Go to

Avalanche, owners of Date.com, Matchmaker.com and Amor.com, has introduced virtual gifts.

This Valentine’s Day, our members have the option of showing affection and interest by spending $1 on a virtual bouquet of roses which will digitally last forever. Compared to $75, the average cost of a dozen roses, which only lasts one week, it certainly seems like a viable option for millions of online daters who may have brought a bouquet of roses to a first date in healthier economic times.

Members purchase tokens that can be converted immediately, or at a later date, into Virtual Gifts. Online gifts, which range in price and start at $1, run the gamut from romantic to flirty. Everything from roses, hearts, Cupids and boxes of chocolates to martini glasses, food, stuffed animals, and even a shiny red sports car are available for purchase. Specialty items and limited edition items will be introduced in future updates of the feature.

Branded Virtual Gifts will also be available to advertisers that are looking for innovative ways to market products to online daters. Singles do not have to be paying subscribers of the sites to purchase, send or to receive Virtual Gifts. Virtual Gifts can be purchased using all major credit cards as well as via PayPal.

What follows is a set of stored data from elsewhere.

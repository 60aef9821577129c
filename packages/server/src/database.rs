use std::time::Duration;

use sea_orm::{ConnectOptions, Database, DatabaseConnection, DbErr};

pub async fn init_db(db_url: &str, max_connections: u32) -> Result<DatabaseConnection, DbErr> {
    let mut opt = ConnectOptions::new(db_url.to_owned());

    // Set connection pool options
    opt.max_connections(max_connections)
        .min_connections(1)
        .connect_timeout(Duration::from_secs(8))
        .acquire_timeout(Duration::from_secs(8))
        .idle_timeout(Duration::from_secs(300))
        .sqlx_logging(false);

    let db = Database::connect(opt).await?;
    db.get_schema_registry("portal_server::entity::*")
        .sync(&db)
        .await?;

    Ok(db)
}
use serde::{Deserialize, Serialize};

use crate::error::AppError;

/// Request body for admin login.
#[derive(Deserialize, utoipa::ToSchema)]
pub struct LoginRequest {
    /// Shared admin password.
    #[schema(example = "change-me")]
    pub password: String,
}

#[derive(Serialize, utoipa::ToSchema)]
pub struct AuthStatus {
    pub authenticated: bool,
}

/// Identifies which protected page a code is requested for.
#[derive(Deserialize, utoipa::ToSchema)]
#[serde(rename_all = "camelCase")]
pub struct SendCodeRequest {
    #[schema(example = "6f1c2a")]
    pub session_id: String,
    #[schema(example = "/sms/send")]
    pub page_url: String,
}

#[derive(Serialize, utoipa::ToSchema)]
#[serde(rename_all = "camelCase")]
pub struct SendCodeResponse {
    /// Seconds until the code expires.
    #[schema(example = 300)]
    pub expires_in: u64,
    /// Seconds before another code may be requested.
    #[schema(example = 60)]
    pub resend_after: u64,
    /// Masked recipient, absent in dry-run mode.
    #[serde(skip_serializing_if = "Option::is_none")]
    pub sent_to: Option<String>,
}

#[derive(Deserialize, utoipa::ToSchema)]
#[serde(rename_all = "camelCase")]
pub struct VerifyCodeRequest {
    pub session_id: String,
    pub page_url: String,
    #[schema(example = "042917")]
    pub code: String,
}

#[derive(Serialize, utoipa::ToSchema)]
#[serde(rename_all = "camelCase")]
pub struct VerifyCodeResponse {
    /// Send as `X-Verify-Token` on protected requests.
    pub token: String,
    #[schema(example = 43200)]
    pub expires_in: u64,
}

pub fn validate_send_code(payload: &SendCodeRequest) -> Result<(), AppError> {
    if payload.session_id.trim().is_empty() {
        return Err(AppError::Validation("sessionId is required".into()));
    }
    if payload.page_url.trim().is_empty() {
        return Err(AppError::Validation("pageUrl is required".into()));
    }
    if payload.session_id.len() > 128 || payload.page_url.len() > 512 {
        return Err(AppError::Validation("sessionId or pageUrl too long".into()));
    }
    Ok(())
}

pub fn validate_verify_code(payload: &VerifyCodeRequest) -> Result<(), AppError> {
    if payload.session_id.trim().is_empty() || payload.page_url.trim().is_empty() {
        return Err(AppError::Validation(
            "sessionId and pageUrl are required".into(),
        ));
    }
    let code = payload.code.trim();
    if code.len() != 6 || !code.chars().all(|c| c.is_ascii_digit()) {
        return Err(AppError::Validation("code must be 6 digits".into()));
    }
    Ok(())
}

Dating sites are approaching virtual gifts one of two ways, by partnering with viximo or building out their own virtual gifting system. The tradeoffs are clear. Dating sites hold on to more money if they roll out their own system at the expense of diverting resources towards development resources. Or they do a revenue split with viximo.

It appears that small and medium dating sites that do not have the resources to allocate to a full-scale project are warming up to a partnerships with third-party vendors like viximo, whereas larger sites are content to build out the feature internally.

One thing is for certain, virtual gifts continue to grow in popularity, but the fact remains that the ROI for dating sites seems to be a primary point of concern for dating sites. I think that once the quality and caliber of virtual gifts improves (customized Flash apps and music), we’ll see increased adoption rates.